GNOME Bugzilla – Bug 770225
multiqueue: High CPU usage with multiple audio tracks in playbin3
Last modified: 2016-08-30 09:30:16 UTC
Dear Edward Hervey, Tim-Philipp Müller and Jan Schmidt In playbin3(decodebin3) with GST v1.9.1, CPU usage is more high compared with playbin2(decodebin2) when multiple audio track contents. I tested 1-video and 8-audio stream by launching gst-launch. Multiqueue is set as below in playbin3. => g_object_set (dbin->multiqueue, "sync-by-running-time", TRUE, "use-interleave", TRUE, "max-size-buffers", 0, NULL); In that case, CPU usage is around 210%. And most of them are related with srcpads of multiqueue. In playbin2(decodebin2), CPU usage is around 15%. And I turned off the 'sync-by-running-time' in MQ and CPU usage is similar with playbin2. I am guessing 'sync-by-running-time' mode consumes much more CPU usage than playbin2. 1) Do you have similar phenomenon? 2) Do you have a plan to reduce CPU usage when using "sync-by-running-time"? 3) May I get any opinions or guide to reduce CPU usage? Please refer https://harmony.lge.com:8443/issue/browse/CTRGST-288 or http://gstreamer-devel.966125.n4.nabble.com/High-CPU-usage-in-multiple-audio-track-in-playbin3-td4679179.html I am always welcome any questions and opinions. Thanks.
Created attachment 333974 [details] [review] multiqueue: Re-compute the high time outside of loop
Dear All I found out that to re-computing the high time after waking up in while loop causes high CPU usage. I confirmed that CPU usage is similar with playbin2(non 'sync-by-running-time' mode) after applying this patch. Please check and review this patch. I am always welcome any questions, opinions and ideas. Thanks.
Hi, While the intention of the patch is correct, it doesn't take into account the "high_time by group" but only the global high_time.

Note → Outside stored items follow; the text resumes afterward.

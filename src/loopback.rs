//! Loopback benchmark.
//!
//! Opens a TCP connection to ourselves, writes length-prefixed frames from
//! concurrent producers through a [`SharedQueue`], and reads them back
//! through a flow-controlled [`Stream`] on the accepting side.

use std::sync::Arc;
use std::time::{Duration, Instant};

use anyhow::{bail, Context, Result};
use bytes::{Buf, BufMut, Bytes, BytesMut};
use tokio::io::{AsyncReadExt, BufWriter};
use tokio::net::{TcpListener, TcpStream};
use tokio::sync::mpsc;

use crate::config::Config;
use crate::flow::InboundWindow;
use crate::mux::{IoConnWriter, QueueStats, SharedQueue};
use crate::recv::{CallContext, RecvBuffer, RecvMsg, StreamError};
use crate::stream::Stream;

/// Length prefix of each benchmark frame.
pub const FRAME_HEADER_LEN: usize = 4;

const READ_CHUNK: usize = 16 * 1024;

/// Producers yield to the scheduler after this many frames.
const PRODUCER_BATCH: usize = 64;

/// Outcome of one loopback run.
#[derive(Debug, Clone)]
pub struct LoopbackReport {
    pub frames: usize,
    pub bytes: u64,
    pub elapsed: Duration,
    pub queue: QueueStats,
    pub window_updates: u64,
    pub window_bytes: u64,
}

impl LoopbackReport {
    pub fn frames_per_second(&self) -> f64 {
        self.frames as f64 / self.elapsed.as_secs_f64().max(f64::EPSILON)
    }
}

/// Encode `payload` with a big-endian `u32` length prefix.
pub fn encode_frame(payload: &[u8]) -> Bytes {
    let mut buf = BytesMut::with_capacity(FRAME_HEADER_LEN + payload.len());
    buf.put_u32(payload.len() as u32);
    buf.put_slice(payload);
    buf.freeze()
}

/// Run the loopback benchmark described by `config`.
pub async fn run_loopback(config: &Config) -> Result<LoopbackReport> {
    let listener = TcpListener::bind((config.host.as_str(), config.port))
        .await
        .context("failed to bind loopback listener")?;
    let addr = listener.local_addr()?;

    let (connected, accepted) = tokio::join!(TcpStream::connect(addr), listener.accept());
    let client = connected.context("failed to connect loopback client")?;
    let (server, _) = accepted.context("failed to accept loopback client")?;
    client.set_nodelay(true)?;
    tracing::info!(address = %addr, shards = config.shards, "Loopback connection established");

    let (_client_rd, client_wr) = client.into_split();
    let queue = SharedQueue::new(config.mux(), IoConnWriter::new(BufWriter::new(client_wr)))?;

    let (updates_tx, mut updates_rx) = mpsc::unbounded_channel();
    let window = Arc::new(InboundWindow::new(config.window_size));
    let mut stream = Stream::server(1, CallContext::new(), window.handler(1, updates_tx));

    let reader = tokio::spawn(read_loop(server, Arc::clone(stream.recv_buffer())));
    let updates = tokio::spawn(async move {
        let (mut count, mut bytes) = (0u64, 0u64);
        while let Some(update) = updates_rx.recv().await {
            count += 1;
            bytes += u64::from(update.increment);
        }
        (count, bytes)
    });

    let start = Instant::now();
    let producers: Vec<_> = (0..config.producers)
        .map(|id| {
            let queue = queue.clone();
            let payload = vec![id as u8; config.payload_size];
            let messages = config.messages;
            tokio::spawn(async move {
                for seq in 0..messages {
                    let frame = encode_frame(&payload);
                    queue.add_one(Box::new(move || Some(frame)));
                    if seq % PRODUCER_BATCH == PRODUCER_BATCH - 1 {
                        tokio::task::yield_now().await;
                    }
                }
            })
        })
        .collect();

    let frames = config.producers * config.messages;
    let mut bytes = 0u64;
    for _ in 0..frames {
        let mut header = stream.next(FRAME_HEADER_LEN).await?;
        let len = header.get_u32() as usize;
        if len != config.payload_size {
            bail!("frame length {len} does not match payload size {}", config.payload_size);
        }
        stream.skip(len).await?;
        bytes += (FRAME_HEADER_LEN + len) as u64;
    }
    let elapsed = start.elapsed();

    for producer in producers {
        producer.await.context("producer task failed")?;
    }

    queue.close().await;
    match stream.next(1).await {
        Err(StreamError::Eof) => {}
        Ok(_) => bail!("unexpected data after the last frame"),
        Err(e) => return Err(e.into()),
    }
    reader.await.context("reader task failed")?;

    let queue_stats = queue.stats();
    drop(stream);
    let (window_updates, window_bytes) = updates.await.context("window task failed")?;

    Ok(LoopbackReport {
        frames,
        bytes,
        elapsed,
        queue: queue_stats,
        window_updates,
        window_bytes,
    })
}

/// Feed everything read from `socket` into `recv` until EOF or error.
async fn read_loop(mut socket: TcpStream, recv: Arc<RecvBuffer>) {
    let mut buf = BytesMut::with_capacity(READ_CHUNK);
    loop {
        buf.reserve(READ_CHUNK);
        match socket.read_buf(&mut buf).await {
            Ok(0) => {
                recv.put(RecvMsg::eof());
                return;
            }
            Ok(_) => recv.put(RecvMsg::Data(buf.split().freeze())),
            Err(e) => {
                tracing::warn!(error = %e, "Loopback read failed");
                recv.put(RecvMsg::error(e.into()));
                return;
            }
        }
    }
}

Note that compute_high_id also does also introduce a noticeable overheader in that loop. So the idea here should be to: 1) only call compute_high_{time|id} when one of the parameters involved in the calculation changed. 2) And only call that function from wherever one of the values changed (that waiting loop is *not* modifying any of the parameters involved) Readers that don't modify the values (such as that waiting loop function) would only need to check against the stored value. Values involved in both compute_high_id and compute_high_time: * single queues being added/removed * single queue nextid/oldid being updated * single queue flow return *changing* (to/from GST_FLOW_NOT_LINKED or GST_FLOW_EOS) * after pushing a GST_EVENT_EOS * after flushing Values involved in compute_high_id: * single queue nextid/oldid being updated Values involved in compute_high_time: * single queue next_time/last_time being updated The potentially tricky part is regarding the groupid feature for compute_high_time. We might to store the high_time by groupid in addition (maybe with a lookup table)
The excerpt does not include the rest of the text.